Europe may be flattered by this imitation. Still, it should now be asking itself whether its tough approach is still justified. Because even though its regulatory reasoning remains the same, the corporate context to which it is applied has changed. At least when it comes to big tech (antitrust’s thorniest issue), things haven’t gone as smoothly as Europe thought. This should prompt new thinking about how online champions are regulated.

The premise of Ms Vestager’s approach to regulation is that the consumer technology market tends to favor a winner-take-all outcome: Companies that gain an early advantage go on to gain unassailable status. Once you tell Facebook who all your friends are, it’s nearly impossible to move to a competitor’s network, even if that site offers a terrible experience. Google fine-tunes its services using reams of data, including years of users’ search and browsing histories. This bolsters its market power. Only by forcing incumbent technology companies to open up — for example by forcing Google to hand over data to potential competitors to help them train their products — can the playing field be somewhat leveled.

That’s the theory. But recent developments have shown that technology is far more in-demand than Ms Vestager imagined. Facebook is now struggling to keep existing users engaged, let alone attract younger people. Teenagers have turned to TikTok, a snappy short-video app from China. For the first time in two decades of dominance, Google is facing a challenge from the search engine that underpins its profits. Advances in artificial intelligence (artificial intelligence) are powering a new generation of competitors. Microsoft’s Bing, long the underdog, is the latest sensation. Future monopolies like Uber and Netflix are already firmly established. Across Silicon Valley, technology companies are now laying off workers. Shares in big companies have fallen as investors who used to fantasize about tomorrow’s unlimited monopoly profits now believe competition will drive down profit margins.

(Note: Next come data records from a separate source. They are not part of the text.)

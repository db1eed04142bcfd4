//! glimmer-vm — the stack-based dispatch loop (C5) that executes a
//! compiled `VFunction`, plus the host-provided numeric builtins (C_stdlib).
//!
//! ## Modules
//! - `vm`: `Vm`/`VmOptions` and the instruction dispatch loop.
//! - `stdlib`: the seven numeric natives installed into every fresh `Vm`.
//! - `error`: `RuntimeError` and its call-stack trace.

#![forbid(unsafe_code)]
#![deny(rust_2018_idioms, unused_must_use)]

mod error;
mod stdlib;
mod vm;

pub use error::{RuntimeError, TraceFrame};
pub use vm::{Vm, VmOptions};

Is Big Tech’s weakening grip on consumers a sign that Europe’s approach is working? on the contrary. Regulatory action isn’t spurring rivals: Both Bing and TikTok rely more on ingenuity than on a helping hand from the state. The lure of capturing huge profit pools spurs innovation to the benefit of consumers. That’s what the antitrust school of American hands-off says will happen — and the European assumption won’t happen.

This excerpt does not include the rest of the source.